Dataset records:
▼▼▼

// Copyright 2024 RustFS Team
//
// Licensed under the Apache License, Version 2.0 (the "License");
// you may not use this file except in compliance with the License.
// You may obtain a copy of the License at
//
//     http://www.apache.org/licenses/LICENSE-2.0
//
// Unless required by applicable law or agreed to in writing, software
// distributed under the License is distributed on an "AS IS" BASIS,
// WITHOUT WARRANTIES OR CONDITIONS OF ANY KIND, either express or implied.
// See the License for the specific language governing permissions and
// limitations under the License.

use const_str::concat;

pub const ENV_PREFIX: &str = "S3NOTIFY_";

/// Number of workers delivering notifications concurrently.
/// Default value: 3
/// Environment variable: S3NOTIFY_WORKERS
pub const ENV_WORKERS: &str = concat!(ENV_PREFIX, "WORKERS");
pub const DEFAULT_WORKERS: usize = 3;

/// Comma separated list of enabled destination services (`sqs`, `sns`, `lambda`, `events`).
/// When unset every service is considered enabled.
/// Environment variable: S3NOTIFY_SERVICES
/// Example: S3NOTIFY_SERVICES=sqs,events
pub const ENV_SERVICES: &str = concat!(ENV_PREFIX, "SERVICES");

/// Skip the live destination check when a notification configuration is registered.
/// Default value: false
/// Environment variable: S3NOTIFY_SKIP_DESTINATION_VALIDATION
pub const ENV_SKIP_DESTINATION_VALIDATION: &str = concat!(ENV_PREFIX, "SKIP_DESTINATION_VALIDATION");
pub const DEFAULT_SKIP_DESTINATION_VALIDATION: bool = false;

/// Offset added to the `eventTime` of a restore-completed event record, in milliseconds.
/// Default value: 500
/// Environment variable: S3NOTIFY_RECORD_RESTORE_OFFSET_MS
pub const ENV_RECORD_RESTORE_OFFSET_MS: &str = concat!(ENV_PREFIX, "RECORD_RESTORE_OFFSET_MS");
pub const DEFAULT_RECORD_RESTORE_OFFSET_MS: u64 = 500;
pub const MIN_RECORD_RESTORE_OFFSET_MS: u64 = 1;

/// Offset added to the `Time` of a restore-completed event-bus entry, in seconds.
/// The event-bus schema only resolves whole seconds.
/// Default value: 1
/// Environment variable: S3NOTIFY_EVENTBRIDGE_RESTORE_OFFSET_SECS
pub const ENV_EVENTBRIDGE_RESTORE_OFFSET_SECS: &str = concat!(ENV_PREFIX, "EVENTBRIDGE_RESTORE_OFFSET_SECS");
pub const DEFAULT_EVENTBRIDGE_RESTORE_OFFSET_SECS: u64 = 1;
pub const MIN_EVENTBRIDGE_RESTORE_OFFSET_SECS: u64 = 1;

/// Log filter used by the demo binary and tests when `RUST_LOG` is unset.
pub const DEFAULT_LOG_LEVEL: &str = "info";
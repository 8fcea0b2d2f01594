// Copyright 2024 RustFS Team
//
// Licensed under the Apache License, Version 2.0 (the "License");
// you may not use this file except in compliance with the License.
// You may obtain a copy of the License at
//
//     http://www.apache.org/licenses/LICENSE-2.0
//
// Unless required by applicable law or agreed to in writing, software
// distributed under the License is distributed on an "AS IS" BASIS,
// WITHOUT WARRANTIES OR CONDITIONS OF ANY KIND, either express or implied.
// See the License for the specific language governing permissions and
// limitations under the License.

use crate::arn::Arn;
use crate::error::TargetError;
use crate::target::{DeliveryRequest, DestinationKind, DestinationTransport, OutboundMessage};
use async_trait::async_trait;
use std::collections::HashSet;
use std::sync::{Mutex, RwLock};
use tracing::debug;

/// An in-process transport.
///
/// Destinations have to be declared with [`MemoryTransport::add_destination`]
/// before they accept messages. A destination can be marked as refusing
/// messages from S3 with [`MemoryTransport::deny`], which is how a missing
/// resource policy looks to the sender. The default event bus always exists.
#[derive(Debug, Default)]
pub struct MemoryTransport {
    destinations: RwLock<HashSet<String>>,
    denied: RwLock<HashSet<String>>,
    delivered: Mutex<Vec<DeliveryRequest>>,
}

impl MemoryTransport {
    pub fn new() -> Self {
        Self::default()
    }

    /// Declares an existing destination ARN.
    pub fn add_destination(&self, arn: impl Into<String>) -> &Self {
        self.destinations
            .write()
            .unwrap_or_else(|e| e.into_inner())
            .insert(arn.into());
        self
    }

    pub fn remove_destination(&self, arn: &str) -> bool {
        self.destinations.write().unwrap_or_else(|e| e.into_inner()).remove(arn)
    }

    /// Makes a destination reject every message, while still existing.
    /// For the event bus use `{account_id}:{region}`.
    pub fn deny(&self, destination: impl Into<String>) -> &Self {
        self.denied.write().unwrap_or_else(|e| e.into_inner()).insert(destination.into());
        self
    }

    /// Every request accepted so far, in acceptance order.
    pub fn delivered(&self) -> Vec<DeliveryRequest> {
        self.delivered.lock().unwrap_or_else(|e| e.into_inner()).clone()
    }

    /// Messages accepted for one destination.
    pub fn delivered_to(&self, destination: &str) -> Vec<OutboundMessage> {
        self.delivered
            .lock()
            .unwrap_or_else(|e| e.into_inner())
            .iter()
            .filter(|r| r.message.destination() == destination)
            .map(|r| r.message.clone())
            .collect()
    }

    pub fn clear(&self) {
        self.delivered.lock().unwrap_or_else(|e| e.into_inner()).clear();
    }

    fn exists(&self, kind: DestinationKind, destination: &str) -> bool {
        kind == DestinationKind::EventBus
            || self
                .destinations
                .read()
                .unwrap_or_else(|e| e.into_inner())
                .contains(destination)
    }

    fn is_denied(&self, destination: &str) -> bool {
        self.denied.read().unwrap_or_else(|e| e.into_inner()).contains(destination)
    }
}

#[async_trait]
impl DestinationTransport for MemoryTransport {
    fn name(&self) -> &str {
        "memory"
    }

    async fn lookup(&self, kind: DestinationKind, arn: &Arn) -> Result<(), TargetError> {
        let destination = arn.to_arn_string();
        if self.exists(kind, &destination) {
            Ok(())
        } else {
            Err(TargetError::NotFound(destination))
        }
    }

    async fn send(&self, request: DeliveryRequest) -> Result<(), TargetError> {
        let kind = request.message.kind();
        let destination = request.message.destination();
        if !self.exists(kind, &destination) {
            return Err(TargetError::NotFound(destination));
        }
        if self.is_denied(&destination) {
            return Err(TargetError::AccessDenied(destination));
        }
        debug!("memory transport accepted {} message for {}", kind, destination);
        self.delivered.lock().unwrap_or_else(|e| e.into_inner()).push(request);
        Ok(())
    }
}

▲▲▲

- [TASK OBJECTIVE]:
What you return must be the lines above that run from the line with "pub const ENV_WORKERS: &str" to the line with "pub const ENV_RECORD_RESTORE_OFFSET_MS: &str", inclusive, each copied exactly.

- [YOUR RESPONSE]:
pub const ENV_WORKERS: &str = concat!(ENV_PREFIX, "WORKERS");
pub const DEFAULT_WORKERS: usize = 3;

/// Comma separated list of enabled destination services (`sqs`, `sns`, `lambda`, `events`).
/// When unset every service is considered enabled.
/// Environment variable: S3NOTIFY_SERVICES
/// Example: S3NOTIFY_SERVICES=sqs,events
pub const ENV_SERVICES: &str = concat!(ENV_PREFIX, "SERVICES");

/// Skip the live destination check when a notification configuration is registered.
/// Default value: false
/// Environment variable: S3NOTIFY_SKIP_DESTINATION_VALIDATION
pub const ENV_SKIP_DESTINATION_VALIDATION: &str = concat!(ENV_PREFIX, "SKIP_DESTINATION_VALIDATION");
pub const DEFAULT_SKIP_DESTINATION_VALIDATION: bool = false;

/// Offset added to the `eventTime` of a restore-completed event record, in milliseconds.
/// Default value: 500
/// Environment variable: S3NOTIFY_RECORD_RESTORE_OFFSET_MS
pub const ENV_RECORD_RESTORE_OFFSET_MS: &str = concat!(ENV_PREFIX, "RECORD_RESTORE_OFFSET_MS");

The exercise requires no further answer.